There are policy changes that sound technical until they land on a child’s desk.
Moving special education out of the Department of Education is one of them.
On paper, this may be described as an administrative shift: a transfer of programs, a set of interagency agreements, a reorganization of federal responsibilities. But for families, educators, and students with disabilities, this is not just bureaucracy. It is a signal. It says that special education can be separated from education itself.
That is the tragedy.
In June 2026, the U.S. Department of Education announced new partnerships with the Department of Health and Human Services and the Department of Justice. Under the plan, HHS would partner with the Department of Education on special education and rehabilitative services, while DOJ would take on a greater role in civil rights enforcement, student privacy protection, and related training and advisory work.
The Department describes this as a way to reduce red tape and improve coordination. Secretary Linda McMahon has argued that families need “less red tape” and “stronger results” in special education. But many disability advocates see something very different: the splintering of federal responsibility for students with disabilities. The Arc warned that moving special education and civil rights responsibilities out of the Department of Education risks creating a patchwork of rights for students with disabilities, while the American Occupational Therapy Association raised concerns about shifting IDEA-related responsibilities toward HHS.

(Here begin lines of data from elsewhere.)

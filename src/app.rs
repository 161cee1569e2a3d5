use crate::assets::{self, WorldLoader};
use crate::config::Settings;
use crate::events::{
    CameraSetEvent, ControllerEvent, FrameTimeEvent, KeyboardEvent, PointerEvent,
    TriggerEdgeEvent, WindowResizeEvent, WorldLoadedEvent,
};
use crate::frame_time::FrameTime;
use crate::highlight::Highlights;
use crate::input::{Controllers, Hand};
use crate::locomotion::Locomotion;
use crate::math::{Mat4f, UnitQuatf, Vec3f};
use crate::physics_world::PhysicsWorld;
use bevy_ecs::prelude::*;
use winit::event_loop::{ControlFlow, EventLoop, EventLoopWindowTarget};

#[cfg(target_arch = "wasm32")]
use winit::platform::web::EventLoopExtWebSys;

#[cfg(target_arch = "wasm32")]
use crate::xr::WebXRApp;

use winit::event::{ElementState, Event, KeyboardInput, MouseButton, WindowEvent};
use winit::window::{Window, WindowBuilder};

use crate::components::{Player, Transform};
use crate::systems::*;

use crate::logging::{init_logging, printlog};

use std::cell::RefCell;
use std::rc::Rc;

pub type SurfaceSize = winit::dpi::PhysicalSize<u32>;

pub const DEFAULT_SURFACE_SIZE: (u32, u32) = (1900, 1200);

// How far a pick ray reaches before it counts as a miss.
const MAX_PICK_DISTANCE: f32 = 100.0;

#[derive(Resource)]
pub struct AppState {
    pub running: bool,
    pub webxr: bool,
    pub frametime_manual: bool,
    // Locomotion is inert until the platform reports a live session.
    pub xr_session_active: bool,
}

pub struct App {
    pub world: World,
}

impl App {
    pub fn new(webxr: bool) -> Self {
        let mut world = World::default();
        world.init_resource::<Schedules>();

        let settings = Settings::default();
        world.insert_resource(PhysicsWorld::new(settings.gravity));
        world.insert_resource(settings);

        world.insert_resource(AppState {
            running: true,
            webxr,
            frametime_manual: webxr,
            xr_session_active: false,
        });
        world.insert_resource(FrameTime::new());
        world.insert_resource(Controllers::new());
        world.insert_resource(Highlights::default());
        world.insert_resource(Locomotion::default());
        world.insert_non_send_resource(WorldLoader::new());

        // Events
        world.init_resource::<Events<WindowResizeEvent>>();
        world.init_resource::<Events<KeyboardEvent>>();
        world.init_resource::<Events<PointerEvent>>();
        world.init_resource::<Events<ControllerEvent>>();
        world.init_resource::<Events<TriggerEdgeEvent>>();
        world.init_resource::<Events<FrameTimeEvent>>();
        world.init_resource::<Events<CameraSetEvent>>();
        world.init_resource::<Events<WorldLoadedEvent>>();

        // Schedules
        let spawn_scene_schedule = new_spawn_scene_schedule();
        world.add_schedule(spawn_scene_schedule.0, spawn_scene_schedule.1);
        let preupdate_schedule = new_preupdate_schedule();
        world.add_schedule(preupdate_schedule.0, preupdate_schedule.1);
        let update_schedule = new_update_schedule();
        world.add_schedule(update_schedule.0, update_schedule.1);
        let camera_update_schedule = new_camera_update_schedule();
        world.add_schedule(camera_update_schedule.0, camera_update_schedule.1);

        Self { world }
    }

    // Per-frame tick from whichever loop drives us.
    pub fn update_scene(&mut self, duration: std::time::Duration) {
        self.world.send_event(FrameTimeEvent { duration });
        self.world.run_schedule(SpawnLabel);
        self.world.run_schedule(PreupdateLabel);
        self.world.run_schedule(UpdateLabel);
    }

    // Headset view pose for this frame.
    pub fn update_camera(&mut self, pos: Vec3f, rot: UnitQuatf, projection_matrix: Mat4f) {
        self.world.send_event(CameraSetEvent {
            pos,
            rot,
            projection_matrix,
        });
        self.world.run_schedule(CameraUpdateLabel);
    }

    pub fn set_xr_session_active(&mut self, active: bool) {
        self.world.resource_mut::<AppState>().xr_session_active = active;
    }

    pub fn controller_connected(&mut self, tag: &str) {
        self.world.send_event(ControllerEvent::Connected {
            tag: String::from(tag),
        });
    }

    pub fn controller_disconnected(&mut self, tag: &str) {
        self.world.send_event(ControllerEvent::Disconnected {
            tag: String::from(tag),
        });
    }

    // Trigger level as reported by the platform; edges are derived inside.
    pub fn set_controller_trigger(&mut self, hand: Hand, pressed: bool) {
        self.world
            .resource_mut::<Controllers>()
            .set_trigger(hand, pressed);
    }

    // Resolve a pick ray against the physics scene and report the result.
    pub fn pointer_pick(&mut self, origin: Vec3f, dir: Vec3f) {
        let picked = {
            let physics = self.world.resource::<PhysicsWorld>();
            physics
                .cast_ray(origin, dir, MAX_PICK_DISTANCE)
                .and_then(|collider| physics.entity_of(collider))
        };
        self.world.send_event(PointerEvent::Down { picked });
    }

    // Windowed mode picks along the camera's view direction.
    pub fn pointer_pick_from_camera(&mut self) {
        let mut players = self.world.query_filtered::<&Transform, With<Player>>();
        let ray = players
            .iter(&self.world)
            .next()
            .map(|t| (t.position(), t.forward()));
        if let Some((origin, dir)) = ray {
            self.pointer_pick(origin, dir);
        }
    }
}

pub struct Experience {
    pub app: Rc<RefCell<App>>,
    #[cfg(target_arch = "wasm32")]
    #[allow(dead_code)]
    xr_app: Option<WebXRApp>,
}

impl Experience {
    async fn new(webxr: bool) -> Self {
        let app = App::new(webxr);
        let loader = app.world.non_send_resource::<WorldLoader>().clone();
        let world_asset = app.world.resource::<Settings>().world_asset.clone();

        #[cfg(target_arch = "wasm32")]
        {
            // Kick the bundle load off and let the frame loop run; delivery
            // arrives through the loader cell whenever the fetch finishes.
            wasm_bindgen_futures::spawn_local(async move {
                loader.complete(assets::load_world(&world_asset).await);
            });

            if webxr {
                // Request the XrSession as soon as possible after the user
                // interaction that triggered the wasm to load; more than a
                // few seconds of delay makes the request fail a security
                // check on the Meta Quest browser.
                let xr_app = WebXRApp::new().await;
                let app = Rc::new(RefCell::new(app));
                xr_app.start(app.clone());
                Self {
                    app,
                    xr_app: Some(xr_app),
                }
            } else {
                let app = Rc::new(RefCell::new(app));
                Self { app, xr_app: None }
            }
        }
        #[cfg(not(target_arch = "wasm32"))]
        {
            loader.complete(assets::load_world(&world_asset).await);
            let app = Rc::new(RefCell::new(app));
            Self { app }
        }
    }
}

#[cfg(target_arch = "wasm32")]
fn setup_window_canvas(window: &Window, surface_size: SurfaceSize) {
    // Winit prevents sizing with CSS, so we have to set
    // the size manually when on web.
    window.set_inner_size(surface_size);

    use winit::platform::web::WindowExtWebSys;
    web_sys::window()
        .and_then(|win| win.document())
        .and_then(|doc| {
            let dst = doc.get_element_by_id("showcase")?;
            let canvas = web_sys::Element::from(window.canvas());
            canvas.set_id("canvas");
            dst.append_child(&canvas).ok()?;
            Some(())
        })
        .expect("Couldn't append canvas to document body.");
}

pub async fn run_experience(webxr: bool) {
    init_logging();
    printlog("running run_experience - starting");

    let event_loop = EventLoop::new();

    let surface_size = SurfaceSize::new(DEFAULT_SURFACE_SIZE.0, DEFAULT_SURFACE_SIZE.1);

    let window = WindowBuilder::new()
        .with_title("Showcase")
        .with_inner_size(surface_size)
        .build(&event_loop)
        .unwrap();

    #[cfg(target_arch = "wasm32")]
    {
        setup_window_canvas(&window, surface_size);
    }

    let experience = Experience::new(webxr).await;
    experience
        .app
        .borrow_mut()
        .world
        .insert_non_send_resource(window);
    printlog("running run_experience - created experience");

    let event_handler = move |event: Event<()>,
                              _: &EventLoopWindowTarget<()>,
                              control_flow: &mut ControlFlow| {
        let mut app = experience.app.borrow_mut();
        let window_id = app.world.non_send_resource::<Window>().id();

        match event {
            Event::WindowEvent {
                ref event,
                window_id: id,
            } if id == window_id => match event {
                WindowEvent::MouseInput { state, button, .. } => {
                    if *button == MouseButton::Left {
                        match state {
                            ElementState::Pressed => app.pointer_pick_from_camera(),
                            ElementState::Released => {
                                app.world.send_event(PointerEvent::Up);
                            }
                        }
                    }
                }

                WindowEvent::KeyboardInput {
                    input:
                        KeyboardInput {
                            state: key_state,
                            virtual_keycode: Some(keycode),
                            ..
                        },
                    ..
                } => {
                    app.world.send_event(KeyboardEvent {
                        code: *keycode,
                        pressed: *key_state == ElementState::Pressed,
                    });
                }

                WindowEvent::Resized(new_size) => {
                    if webxr {
                        return;
                    }
                    app.world.send_event(WindowResizeEvent {
                        new_size: *new_size,
                    });
                }

                WindowEvent::ScaleFactorChanged { new_inner_size, .. } => {
                    if webxr {
                        return;
                    }
                    app.world.send_event(WindowResizeEvent {
                        new_size: **new_inner_size,
                    });
                }

                _ => (),
            },

            Event::RedrawRequested(id) if id == window_id => {
                // The XR frame loop drives the schedules in XR mode.
                if webxr {
                    return;
                }
                app.world.run_schedule(SpawnLabel);
                app.world.run_schedule(PreupdateLabel);
                app.world.run_schedule(UpdateLabel);
            }

            Event::RedrawEventsCleared => {
                // RedrawRequested will only trigger once, unless we manually
                // request it.
                if webxr {
                    return;
                }
                app.world.non_send_resource::<Window>().request_redraw();
            }

            _ => {}
        }

        if !app.world.resource::<AppState>().running {
            *control_flow = ControlFlow::Exit;
        }
    };

    #[cfg(target_arch = "wasm32")]
    {
        event_loop.spawn(event_handler);
    }

    #[cfg(not(target_arch = "wasm32"))]
    {
        event_loop.run(event_handler);
    }
}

Special education is not health care with a school bus attached.
It is education.
It is reading instruction, communication support, accessible classrooms, behavioral plans, related services, trained teachers, legal protections, and the daily work of ensuring that a child is not merely present in school, but meaningfully included in learning.
When special education is moved into a health-focused agency, students with disabilities risk being viewed first through a medical lens instead of an educational one. That distinction matters. A diagnosis may help explain a child’s needs, but it does not define their potential. The purpose of special education is not to manage disability. It is to guarantee access to learning.
For fifty years, the promise of IDEA has been rooted in a simple but powerful idea: every child is entitled to a free appropriate public education. That promise belongs in the agency charged with education. It belongs alongside the systems that oversee schools, support teachers, monitor state compliance, and understand the daily realities of classrooms.
Families already fight too hard for services. Too many parents know the exhaustion of repeated meetings, delayed evaluations, vague explanations, and the constant pressure to prove what their child needs. Moving oversight across agencies will not make that easier. It risks creating more confusion about who is responsible, where families should turn, and how accountability will be enforced.
And accountability is the heart of this issue.
When a child is denied speech services, when a student’s behavior plan is ignored, when a district fails to evaluate a child on time, when a wheelchair user cannot access a classroom, these are not abstract compliance problems. They are lost school days. Lost confidence. Lost trust. Lost opportunity.
A fragmented federal system makes it easier for responsibility to be passed around. Education can say it is a health issue. Health can say it is a school issue. Civil rights enforcement can become separate from educational support. Families can be left navigating a maze while their children wait.
Children with disabilities do not live in agency silos. They live whole lives. They need schools that see the whole child.
The Department of Education is not perfect. Special education has never been fully funded the way Congress originally promised. Enforcement has often been uneven. Families have long carried too much of the burden. But the answer to an imperfect system is not to scatter its responsibilities. The answer is to strengthen it.
If the goal is efficiency, then listen to families. Fund IDEA fully. Invest in special educators, paraprofessionals, therapists, and school psychologists. Reduce paperwork that does not help children. Improve dispute resolution. Make compliance faster and clearer. Support states and districts while holding them accountable.
But do not pretend that moving special education out of the Department of Education is a neutral act.
It changes the meaning of the work.
Special education says that students with disabilities are students first. They belong in classrooms, in curriculum, in school communities, and in the public promise of education. Removing special education from the federal education agency weakens that message at the very moment when families need it reinforced.
A child’s right to learn should not depend on which agency answers the phone.
Special education belongs in education because students with disabilities belong in education. Not adjacent to it. Not medically managed outside of it. Not administratively shuffled away from it.
In it.
Fully, visibly, and with the full force of federal protection behind them.